La Cour d’appel de Tunis a refusé, mardi 1er octobre, pour la quatrième fois, la demande de libération de Nabil Karoui, candidat qualifié pour le second tour de la présidentielle, prévu pour le dimanche 13 octobre, a indiqué son collectif dans une déclaration à la presse. Ce nouveau refus met en danger la validité entière de cette élection.
«Le recours [introduit par la défense, ndlr] a été accepté sur la forme mais refusé sur le fond», a affirmé Me Kamel ben Massoud, précisant que «les raisons du rejet de la demande de libération n’ont pas été indiquées aujourd’hui, nous lirons plus tard la décision de la chambre de mise en accusation et nous en saurons plus».
Un imbroglio juridique inédit
Le maintien de Nabil Karoui en détention jette un sérieux doute sur la présidentielle tunisienne, et ce quel que soit l’issue de son second tour.
En effet, dans le cas où M.Karoui perdrait l’élection, il pourrait toujours déposer un recours contre les résultats auprès de l’Instance supérieure indépendante pour les élections (ISIE), en raison d’un non-respect du principe de l’égalité des chances, ce qui pourrait conduire l’ISIE à invalider le scrutin.

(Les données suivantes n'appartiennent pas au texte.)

use std::sync::{Mutex, MutexGuard};

use crate::{
    HistoryReader, HistoryTable, HistoryVersion, HistoryWriter, LoadedHistory, SnapshotReader,
    SnapshotTable, StoreError,
};

#[derive(Debug, Default)]
struct State {
    snapshot: SnapshotTable,
    history: Option<HistoryTable>,
    /// Bumped on every successful replace.
    generation: u64,
    /// Number of upcoming reads/writes that fail with `Io`.
    failing_reads: u32,
    failing_writes: u32,
    snapshot_reads: u32,
    writes: u32,
}

/// In-process source + history tables.
///
/// Implements all three storage traits, with injectable transient failures so
/// retry behaviour can be exercised without a filesystem.
#[derive(Debug, Default)]
pub struct MemoryStore {
    state: Mutex<State>,
}

impl MemoryStore {
    pub fn new(snapshot: SnapshotTable) -> Self {
        Self {
            state: Mutex::new(State {
                snapshot,
                ..State::default()
            }),
        }
    }

    fn lock(&self) -> MutexGuard<'_, State> {
        // A panic while holding the lock leaves plain data behind; keep going.
        self.state.lock().unwrap_or_else(|poisoned| poisoned.into_inner())
    }

    pub fn set_snapshot(&self, snapshot: SnapshotTable) {
        self.lock().snapshot = snapshot;
    }

    /// Replace history out-of-band (simulates a concurrent writer).
    pub fn set_history(&self, history: Option<HistoryTable>) {
        let mut st = self.lock();
        st.history = history;
        st.generation += 1;
    }

    pub fn history(&self) -> Option<HistoryTable> {
        self.lock().history.clone()
    }

    pub fn fail_next_reads(&self, n: u32) {
        self.lock().failing_reads = n;
    }

    pub fn fail_next_writes(&self, n: u32) {
        self.lock().failing_writes = n;
    }

    /// Snapshot read attempts so far, failed ones included.
    pub fn snapshot_read_count(&self) -> u32 {
        self.lock().snapshot_reads
    }

    /// Successful replaces so far.
    pub fn write_count(&self) -> u32 {
        self.lock().writes
    }
}

fn version_of(st: &State) -> HistoryVersion {
    match st.history {
        Some(_) => HistoryVersion(Some(format!("mem-{}", st.generation))),
        None => HistoryVersion::absent(),
    }
}

impl SnapshotReader for MemoryStore {
    fn read_snapshot(&self) -> Result<SnapshotTable, StoreError> {
        let mut st = self.lock();
        st.snapshot_reads += 1;
        if st.failing_reads > 0 {
            st.failing_reads -= 1;
            return Err(StoreError::Io {
                path: "memory:snapshot".to_string(),
                message: "injected read failure".to_string(),
            });
        }
        Ok(st.snapshot.clone())
    }
}

impl HistoryReader for MemoryStore {
    fn read_history(&self) -> Result<LoadedHistory, StoreError> {
        let st = self.lock();
        Ok(LoadedHistory {
            table: st.history.clone(),
            version: version_of(&st),
        })
    }
}

impl HistoryWriter for MemoryStore {
    fn replace_history(&self, table: &HistoryTable, expected: &HistoryVersion) -> Result<(), StoreError> {
        let mut st = self.lock();
        if st.failing_writes > 0 {
            st.failing_writes -= 1;
            return Err(StoreError::Io {
                path: "memory:history".to_string(),
                message: "injected write failure".to_string(),
            });
        }

        let found = version_of(&st);
        if &found != expected {
            return Err(StoreError::ConcurrentModification {
                path: "memory:history".to_string(),
                expected: expected.0.clone(),
                found: found.0,
            });
        }

        st.history = Some(table.clone());
        st.generation += 1;
        st.writes += 1;
        Ok(())
    }
}
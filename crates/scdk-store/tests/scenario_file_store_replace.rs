//! File-backed store: missing table, atomic replace, stale-version refusal.
//!
//! # Invariants under test
//!
//! 1. A missing history file reads as `table: None` with an absent version.
//! 2. Replace then read returns the written table and a new version.
//! 3. Re-encoding a decoded table reproduces the file byte for byte.
//! 4. A replace based on a stale version is refused and the file is untouched.
//! 5. Writers racing from the same version (absent or not): exactly one wins.

use std::fs;
use std::sync::{Arc, Barrier};
use std::thread;

use chrono::NaiveDate;
use scdk_reconcile::{EntityRow, HistorizedRow};
use scdk_store::*;

fn d(y: i32, m: u32, day: u32) -> NaiveDate {
    NaiveDate::from_ymd_opt(y, m, day).unwrap()
}

fn one_row_table(key: &str, name: &str) -> HistoryTable {
    HistoryTable {
        attribute_columns: vec!["id".to_string(), "name".to_string()],
        rows: vec![HistorizedRow::open(
            key,
            d(2024, 1, 1),
            EntityRow::new().with("id", "1").with("name", name).attributes,
        )],
    }
}

#[test]
fn missing_history_reads_as_absent() {
    let dir = tempfile::tempdir().unwrap();
    let ds = CsvDataset::new(dir.path());

    let loaded = ds.history_table("partners_history").read_history().unwrap();
    assert_eq!(loaded.table, None);
    assert_eq!(loaded.version, HistoryVersion::absent());
}

#[test]
fn missing_snapshot_is_an_io_error() {
    let dir = tempfile::tempdir().unwrap();
    let ds = CsvDataset::new(dir.path());

    let err = ds.snapshot_table("partners").read_snapshot().unwrap_err();
    assert!(matches!(err, StoreError::Io { .. }));
    assert!(err.is_transient());
}

#[test]
fn replace_then_read_round_trips_bytes() {
    let dir = tempfile::tempdir().unwrap();
    let ds = CsvDataset::new(dir.path());
    let hist = ds.history_table("h");

    hist.replace_history(&one_row_table("k1", "Acme"), &HistoryVersion::absent())
        .unwrap();
    let written = fs::read(hist.path()).unwrap();

    let loaded = hist.read_history().unwrap();
    assert!(loaded.version.as_deref().is_some());
    let table = loaded.table.unwrap();
    assert_eq!(table.rows[0].technical_key, "k1");

    hist.replace_history(&table, &loaded.version).unwrap();
    assert_eq!(fs::read(hist.path()).unwrap(), written);

    // no temp files left behind
    let leftovers: Vec<_> = fs::read_dir(dir.path())
        .unwrap()
        .filter_map(|e| e.ok())
        .filter(|e| e.file_name().to_string_lossy().ends_with(".tmp"))
        .collect();
    assert!(leftovers.is_empty());
}

#[test]
fn stale_version_is_refused_and_file_untouched() {
    let dir = tempfile::tempdir().unwrap();
    let ds = CsvDataset::new(dir.path());
    let hist = ds.history_table("h");

    hist.replace_history(&one_row_table("k1", "Acme"), &HistoryVersion::absent())
        .unwrap();
    let stale = hist.read_history().unwrap().version;

    // another run replaces the table
    hist.replace_history(&one_row_table("k2", "Globex"), &stale).unwrap();
    let after_other = fs::read(hist.path()).unwrap();

    let err = hist
        .replace_history(&one_row_table("k3", "Initech"), &stale)
        .unwrap_err();
    assert!(matches!(err, StoreError::ConcurrentModification { .. }));
    assert_eq!(fs::read(hist.path()).unwrap(), after_other);
}

/// Start `writers` threads that each replace the table from `expected`
/// at the same moment; returns how many replaces succeeded.
fn race(hist: &CsvHistoryTable, expected: &HistoryVersion, writers: usize) -> usize {
    let barrier = Arc::new(Barrier::new(writers));
    let handles: Vec<_> = (0..writers)
        .map(|i| {
            let hist = hist.clone();
            let expected = expected.clone();
            let barrier = Arc::clone(&barrier);
            thread::spawn(move || {
                let table = one_row_table(&format!("k{i}"), &format!("writer {i}"));
                barrier.wait();
                hist.replace_history(&table, &expected)
            })
        })
        .collect();

    let mut won = 0;
    for h in handles {
        match h.join().unwrap() {
            Ok(()) => won += 1,
            Err(e) => assert!(
                matches!(e, StoreError::ConcurrentModification { .. }),
                "unexpected error: {e}"
            ),
        }
    }
    won
}

#[test]
fn racing_first_runs_only_one_wins() {
    for _ in 0..50 {
        let dir = tempfile::tempdir().unwrap();
        let hist = CsvDataset::new(dir.path()).history_table("h");
        let absent = hist.read_history().unwrap().version;

        assert_eq!(race(&hist, &absent, 8), 1);

        let loaded = hist.read_history().unwrap();
        assert_eq!(loaded.table.unwrap().rows.len(), 1);
    }
}

#[test]
fn racing_replaces_from_same_version_only_one_wins() {
    for _ in 0..50 {
        let dir = tempfile::tempdir().unwrap();
        let hist = CsvDataset::new(dir.path()).history_table("h");
        hist.replace_history(&one_row_table("k0", "seed"), &HistoryVersion::absent())
            .unwrap();
        let shared = hist.read_history().unwrap().version;

        assert_eq!(race(&hist, &shared, 8), 1);
        assert_ne!(hist.read_history().unwrap().version, shared);
    }
}

#[test]
fn lock_file_sits_next_to_table() {
    let dir = tempfile::tempdir().unwrap();
    let hist = CsvDataset::new(dir.path()).history_table("partners_history");
    hist.replace_history(&one_row_table("k1", "Acme"), &HistoryVersion::absent())
        .unwrap();

    assert_eq!(hist.lock_path(), dir.path().join("partners_history.csv.lock"));
    assert!(hist.lock_path().exists());
}

#[test]
fn replace_creates_dataset_directory() {
    let dir = tempfile::tempdir().unwrap();
    let ds = CsvDataset::new(dir.path().join("nested").join("crm"));
    let hist = ds.history_table("h");

    hist.replace_history(&one_row_table("k1", "Acme"), &HistoryVersion::absent())
        .unwrap();
    assert!(hist.path().exists());
}
//! Typed job settings: required keys, defaults, validation messages.

use scdk_config::{load_layered_yaml_from_strings, ComparatorKind, JobConfig, RetrySettings};

const BASE: &str = r#"
warehouse:
  dataset: "./crm"
tables:
  source: "partners"
  destination: "partners_history"
historize:
  id_column: "PartnerID"
"#;

fn job(docs: &[&str]) -> anyhow::Result<JobConfig> {
    load_layered_yaml_from_strings(docs)?.job()
}

#[test]
fn minimal_config_gets_defaults() {
    let cfg = job(&[BASE]).unwrap();
    assert_eq!(cfg.project_id, None);
    assert_eq!(cfg.dataset, "./crm");
    assert_eq!(cfg.source_table, "partners");
    assert_eq!(cfg.destination_table, "partners_history");
    assert_eq!(cfg.id_column, "PartnerID");
    assert_eq!(cfg.comparator, ComparatorKind::Normalized);
    assert_eq!(cfg.retry, RetrySettings::default());
}

#[test]
fn overlay_sets_comparator_and_retry() {
    let overlay = r#"
warehouse:
  project_id: "acme"
historize:
  comparator: "STRICT"
  retry:
    max_attempts: 4
    backoff_ms: 100
"#;
    let cfg = job(&[BASE, overlay]).unwrap();
    assert_eq!(cfg.project_id.as_deref(), Some("acme"));
    assert_eq!(cfg.comparator, ComparatorKind::Strict);
    assert_eq!(
        cfg.retry,
        RetrySettings {
            max_attempts: 4,
            backoff_ms: 100
        }
    );
}

#[test]
fn missing_id_column_names_the_pointer() {
    let err = job(&["warehouse:\n  dataset: x\ntables:\n  source: a\n  destination: b\n"]).unwrap_err();
    let msg = err.to_string();
    assert!(msg.contains("CONFIG_MISSING"), "{msg}");
    assert!(msg.contains("/historize/id_column"), "{msg}");
}

#[test]
fn same_source_and_destination_is_rejected() {
    let overlay = "tables:\n  destination: partners\n";
    let msg = job(&[BASE, overlay]).unwrap_err().to_string();
    assert!(msg.contains("must differ"), "{msg}");
}

#[test]
fn path_like_table_name_is_rejected() {
    let overlay = "tables:\n  destination: ../etc/passwd\n";
    let msg = job(&[BASE, overlay]).unwrap_err().to_string();
    assert!(msg.contains("/tables/destination"), "{msg}");
}

#[test]
fn unknown_comparator_is_rejected() {
    let overlay = "historize:\n  comparator: fuzzy\n";
    let msg = job(&[BASE, overlay]).unwrap_err().to_string();
    assert!(msg.contains("normalized | strict"), "{msg}");
}

#[test]
fn zero_attempts_is_rejected() {
    let overlay = "historize:\n  retry:\n    max_attempts: 0\n";
    assert!(job(&[BASE, overlay]).is_err());
}

#[test]
fn non_string_id_column_is_rejected() {
    let overlay = "historize:\n  id_column: 12\n";
    let msg = job(&[BASE, overlay]).unwrap_err().to_string();
    assert!(msg.contains("must be a string"), "{msg}");
}
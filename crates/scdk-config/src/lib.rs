//! scdk-config
//!
//! Layered YAML/JSON configuration for historization jobs: deep merge, canonical
//! JSON + SHA-256 hash for run attribution, secret-literal guard, unused-key
//! guard, and typed [`JobConfig`] extraction.

mod job;

pub use job::{ComparatorKind, JobConfig, RetrySettings};

use anyhow::{bail, Context, Result};
use serde::{Deserialize, Serialize};
use serde_json::{Map, Value};
use sha2::{Digest, Sha256};
use std::collections::BTreeSet;
use std::fs;

/// Known secret-like prefixes. If any leaf string value in the effective
/// config starts with one of these, loading aborts with CONFIG_SECRET_DETECTED.
/// Warehouse credentials are resolved by the storage adapter, never from here.
const SECRET_PREFIXES: &[&str] = &[
    "sk-",        // OpenAI style
    "sk_live",    // Stripe live
    "sk_test",    // Stripe test
    "AKIA",       // AWS access key ID
    "AIza",       // Google API key
    "ya29.",      // Google OAuth access token
    "-----BEGIN", // PEM private keys
    "ghp_",       // GitHub PAT
    "gho_",       // GitHub OAuth
    "glpat-",     // GitLab PAT
    "xoxb-",      // Slack bot token
    "xoxp-",      // Slack user token
];

/// JSON-pointer prefixes actually read by [`JobConfig::from_config_json`].
///
/// Keep in sync with job.rs. A leaf under any of these is "consumed";
/// anything else is reported as unused.
pub const CONSUMED_POINTERS: &[&str] = &[
    "/warehouse/project_id",
    "/warehouse/dataset",
    "/tables/source",
    "/tables/destination",
    "/historize/id_column",
    "/historize/comparator",
    "/historize/retry/max_attempts",
    "/historize/retry/backoff_ms",
];

#[derive(Debug, Clone, Copy, PartialEq, Eq)]
pub enum UnusedKeyPolicy {
    Warn,
    Fail,
}

#[derive(Debug, Clone, Serialize, Deserialize)]
pub struct UnusedKeyReport {
    /// Consumed JSON-pointer prefixes used for this analysis (sorted, unique)
    pub consumed_prefixes: Vec<String>,
    /// Unused leaf pointers (sorted)
    pub unused_leaf_pointers: Vec<String>,
}

impl UnusedKeyReport {
    pub fn is_clean(&self) -> bool {
        self.unused_leaf_pointers.is_empty()
    }
}

/// Compare every leaf of the merged document with [`CONSUMED_POINTERS`].
///
/// `Warn` always returns the report; `Fail` errors when anything is unused.
pub fn report_unused_keys(config_json: &Value, policy: UnusedKeyPolicy) -> Result<UnusedKeyReport> {
    let consumed_prefixes: Vec<String> = CONSUMED_POINTERS
        .iter()
        .map(|p| p.to_string())
        .collect::<BTreeSet<_>>()
        .into_iter()
        .collect();

    let mut unused_leaf_pointers: Vec<String> = leaves(config_json)
        .into_iter()
        .map(|(ptr, _)| ptr)
        .filter(|ptr| !is_consumed(ptr))
        .collect();
    unused_leaf_pointers.dedup();

    let report = UnusedKeyReport {
        consumed_prefixes,
        unused_leaf_pointers,
    };

    if policy == UnusedKeyPolicy::Fail && !report.is_clean() {
        let first: Vec<&str> = report
            .unused_leaf_pointers
            .iter()
            .take(12)
            .map(String::as_str)
            .collect();
        bail!(
            "CONFIG_UNUSED_KEYS: {} config key(s) not read by the job: {}. \
            Remove them or add the pointer to CONSUMED_POINTERS.",
            report.unused_leaf_pointers.len(),
            first.join(", ")
        );
    }

    Ok(report)
}

/// A leaf is consumed when a registry pointer equals it or is an ancestor of
/// it on a token boundary (`/tables/source` covers `/tables/source/x`, not
/// `/tables/sources`).
fn is_consumed(leaf: &str) -> bool {
    CONSUMED_POINTERS.iter().any(|c| {
        leaf.strip_prefix(c)
            .is_some_and(|rest| rest.is_empty() || rest.starts_with('/'))
    })
}

/// Scalar and null leaves with their JSON pointers, sorted by pointer.
/// Empty objects and arrays contribute nothing; a scalar root is `/`.
fn leaves(v: &Value) -> Vec<(String, &Value)> {
    let mut out = Vec::new();
    let mut stack = vec![(String::new(), v)];
    while let Some((ptr, node)) = stack.pop() {
        match node {
            Value::Object(map) => {
                for (key, child) in map {
                    let token = key.replace('~', "~0").replace('/', "~1");
                    stack.push((format!("{ptr}/{token}"), child));
                }
            }
            Value::Array(items) => {
                for (i, child) in items.iter().enumerate() {
                    stack.push((format!("{ptr}/{i}"), child));
                }
            }
            leaf if ptr.is_empty() => out.push(("/".to_string(), leaf)),
            leaf => out.push((ptr, leaf)),
        }
    }
    out.sort_by(|a, b| a.0.cmp(&b.0));
    out
}

#[derive(Debug, Clone)]
pub struct LoadedConfig {
    pub config_hash: String,
    pub canonical_json: String,
    pub config_json: Value,
}

impl LoadedConfig {
    /// Typed job settings from the merged document.
    pub fn job(&self) -> Result<JobConfig> {
        JobConfig::from_config_json(&self.config_json)
    }
}

/// Load and merge config files; later paths override earlier ones.
pub fn load_layered_yaml(paths: &[&str]) -> Result<LoadedConfig> {
    let mut layers = Vec::with_capacity(paths.len());
    for p in paths {
        let raw = fs::read_to_string(p).with_context(|| format!("failed to read config path: {p}"))?;
        layers.push((p.to_string(), raw));
    }
    merge_layers(layers.iter().map(|(label, raw)| (label.as_str(), raw.as_str())))
}

/// Same as [`load_layered_yaml`] over in-memory documents, labelled `doc[i]`.
/// JSON documents are accepted as-is (JSON is valid YAML).
pub fn load_layered_yaml_from_strings(yaml_docs: &[&str]) -> Result<LoadedConfig> {
    let labels: Vec<String> = (0..yaml_docs.len()).map(|i| format!("doc[{i}]")).collect();
    merge_layers(labels.iter().map(String::as_str).zip(yaml_docs.iter().copied()))
}

/// Parse, screen and overlay each layer in order, then hash the result.
///
/// Each layer is screened for secret literals on its own, so an error names
/// the file that carries the secret even if a later layer overrides it.
fn merge_layers<'a>(layers: impl Iterator<Item = (&'a str, &'a str)>) -> Result<LoadedConfig> {
    let mut merged = Value::Object(Map::new());
    for (label, raw) in layers {
        let doc: serde_yaml::Value =
            serde_yaml::from_str(raw).with_context(|| format!("CONFIG_PARSE: invalid yaml in {label}"))?;
        let doc = serde_json::to_value(doc)
            .with_context(|| format!("CONFIG_PARSE: {label} cannot be represented as json"))?;
        if doc.is_null() {
            // empty file
            continue;
        }

        let secret = leaves(&doc)
            .into_iter()
            .find(|(_, v)| v.as_str().is_some_and(looks_like_secret));
        if let Some((ptr, _)) = secret {
            bail!("CONFIG_SECRET_DETECTED layer={label} leaf={ptr} value=REDACTED");
        }

        overlay(&mut merged, doc);
    }

    // serde_json::Map is BTreeMap-backed (no preserve_order feature), so keys
    // serialize sorted regardless of source order.
    let canonical_json = serde_json::to_string(&merged).context("canonical json serialize failed")?;
    let config_hash = hex::encode(Sha256::digest(canonical_json.as_bytes()));
    Ok(LoadedConfig {
        config_hash,
        canonical_json,
        config_json: merged,
    })
}

/// Objects merge key by key; anything else in `layer` replaces the base value.
fn overlay(base: &mut Value, layer: Value) {
    match (base, layer) {
        (Value::Object(base_map), Value::Object(layer_map)) => {
            for (key, value) in layer_map {
                match base_map.get_mut(&key) {
                    Some(slot) => overlay(slot, value),
                    None => {
                        base_map.insert(key, value);
                    }
                }
            }
        }
        (slot, value) => *slot = value,
    }
}

fn looks_like_secret(s: &str) -> bool {
    let t = s.trim();
    t.len() >= 8 && SECRET_PREFIXES.iter().any(|p| t.starts_with(p))
}
use chrono::NaiveDate;
use scdk_reconcile::*;

fn d(y: i32, m: u32, day: u32) -> NaiveDate {
    NaiveDate::from_ymd_opt(y, m, day).unwrap()
}

#[test]
fn scenario_entity_missing_from_snapshot_keeps_current_version() {
    let run1 = reconcile(
        &[
            EntityRow::new().with("id", 1).with("name", "A"),
            EntityRow::new().with("id", 2).with("name", "B"),
        ],
        Vec::new(),
        "id",
        d(2024, 1, 1),
    )
    .unwrap();

    let out = reconcile_with(
        &[EntityRow::new().with("id", 1).with("name", "A")],
        run1.clone(),
        &ReconcileOptions::new("id", d(2024, 2, 1)),
        &NormalizingComparator,
        &mut UuidKeys,
    )
    .unwrap();

    assert_eq!(out.rows, run1);
    assert_eq!(out.report.untouched, vec!["2".to_string()]);
    assert!(out.report.is_noop());
}

#[test]
fn scenario_empty_snapshot_leaves_history_as_is() {
    let run1 = reconcile(
        &[EntityRow::new().with("id", 1).with("name", "A")],
        Vec::new(),
        "id",
        d(2024, 1, 1),
    )
    .unwrap();

    let out = reconcile(&[], run1.clone(), "id", d(2024, 2, 1)).unwrap();
    assert_eq!(out, run1);
}
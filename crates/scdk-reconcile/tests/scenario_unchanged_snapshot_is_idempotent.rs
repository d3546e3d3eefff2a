//! Scenario: re-running with an unchanged snapshot is a no-op.
//!
//! # Invariants under test
//!
//! 1. Run 2 output equals run 1 output exactly (keys, dates, flags, values).
//! 2. Representation-only differences (number vs text, date formats,
//!    whitespace) do not open new versions under the default comparator.
//! 3. The same differences DO open new versions under the strict comparator.

use chrono::NaiveDate;
use scdk_reconcile::*;

fn d(y: i32, m: u32, day: u32) -> NaiveDate {
    NaiveDate::from_ymd_opt(y, m, day).unwrap()
}

fn partners() -> Vec<EntityRow> {
    vec![
        EntityRow::new().with("id", 1).with("name", "Acme").with("since", d(2020, 5, 1)),
        EntityRow::new().with("id", 2).with("name", "Globex").with("since", d(2021, 7, 15)),
        EntityRow::new().with("id", 3).with("name", "Initech").with("since", Value::Null),
    ]
}

#[test]
fn second_run_with_same_snapshot_returns_identical_table() {
    let snapshot = partners();

    let run1 = reconcile(&snapshot, Vec::new(), "id", d(2024, 1, 1)).unwrap();
    let run2 = reconcile(&snapshot, run1.clone(), "id", d(2024, 2, 1)).unwrap();

    assert_eq!(run1, run2);
}

#[test]
fn idempotent_run_reports_noop() {
    let snapshot = partners();
    let run1 = reconcile(&snapshot, Vec::new(), "id", d(2024, 1, 1)).unwrap();

    let out = reconcile_with(
        &snapshot,
        run1,
        &ReconcileOptions::new("id", d(2024, 2, 1)),
        &NormalizingComparator,
        &mut UuidKeys,
    )
    .unwrap();

    assert!(out.report.is_noop());
    assert_eq!(out.report.unchanged_count(), 3);
}

#[test]
fn representation_changes_do_not_churn() {
    let run1 = reconcile(&partners(), Vec::new(), "id", d(2024, 1, 1)).unwrap();

    // Same facts as read back from a text-only store.
    let reread = vec![
        EntityRow::new().with("id", "1").with("name", " Acme").with("since", "2020-05-01"),
        EntityRow::new().with("id", " 2").with("name", "Globex").with("since", "2021/07/15"),
        EntityRow::new().with("id", "3").with("name", "Initech").with("since", ""),
    ];

    let run2 = reconcile(&reread, run1.clone(), "id", d(2024, 2, 1)).unwrap();
    assert_eq!(run1, run2);
}

#[test]
fn strict_comparator_treats_representation_as_change() {
    let run1 = reconcile(&partners(), Vec::new(), "id", d(2024, 1, 1)).unwrap();
    let reread = vec![
        EntityRow::new().with("id", "1").with("name", "Acme").with("since", "2020-05-01"),
        EntityRow::new().with("id", 2).with("name", "Globex").with("since", d(2021, 7, 15)),
        EntityRow::new().with("id", 3).with("name", "Initech").with("since", Value::Null),
    ];

    let out = reconcile_with(
        &reread,
        run1,
        &ReconcileOptions::new("id", d(2024, 2, 1)),
        &StrictComparator,
        &mut UuidKeys,
    )
    .unwrap();

    // Identifier "1" still matches entity 1 (numeric ids are written in
    // decimal form), but its attributes differ literally, so it splits.
    assert_eq!(out.report.changed_count(), 1);
    assert_eq!(out.report.inserted_count(), 0);
    assert_eq!(out.rows.len(), 4);
}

«Je ne vous cache pas que ces jours-ci nous sommes face à un problème au sein de l’instance parce qu’il se peut qu’il y ait un recours contre la validité du scrutin si la situation actuelle se poursuit jusqu’au jour du vote», a affirmé Nabil Baffoun, président de l’ISIE, dans un entretien accordé à France 24. Pour lui, l’éventualité de voir le tribunal administratif prendre la décision d’annuler l’élection, en cas de recours de Nabil Karoui, est tout à fait envisageable.
Ce problème «soulève de multiples interrogations sur la qualité de notre justice, ainsi que sur l’issue des élections et du processus démocratique en général dans notre pays», a déclaré Jinan Limam, enseignante à la Faculté des sciences juridiques, politiques et sociales de Tunis, dans un commentaire accordé au site d’information L’Économiste maghrébin.
Expliquant la complexité de la situation sur le plan juridique, Mme Limam s’est demandée «à partir de quand [l’immunité présidentielle] est-elle opérationnelle, avant ou après qu’il prête serment?» «Cette immunité peut-elle être rétroactive? Peut-on envisager la suspension de la procédure jusqu’à la fin de sa présidence?», a-t-elle ajouté, soutenant que ces questions «restent sans réponses en raison d’un vide juridique qui doit être comblé par le nouveau Parlement».
«C’est d’ailleurs l’un des enjeux des prochaines élections législatives», a-t-elle conclu.
Que reproche la justice à Nabil Karoui?
Lors de l’arrestation et de l’incarcération de Nabil Karoui le 23 août, le parquet de la Cour d’appel de Tunis avait indiqué que «les mandats de dépôt ont été émis dans le cadre de l’application de l’article 117 du code des procédures pénales».
L’arrestation du présidentiable intervenait dans le cadre d’une affaire «liée à des crimes de blanchiment d’argent, d’évasion fiscale, d’escroquerie, où sont accusés Ghazi et Nabil Karoui», a insisté le parquet.
Au demeurant, le parti Au cœur de la Tunisie, présidé par M.Karoui, a accusé le chef du gouvernement Youssef Chahed d’être derrière cette arrestation jugée comme «politique», ce qui a été démenti par Tahya Tounes (Vive la Tunisie, en arabe), la formation politique de ce dernier.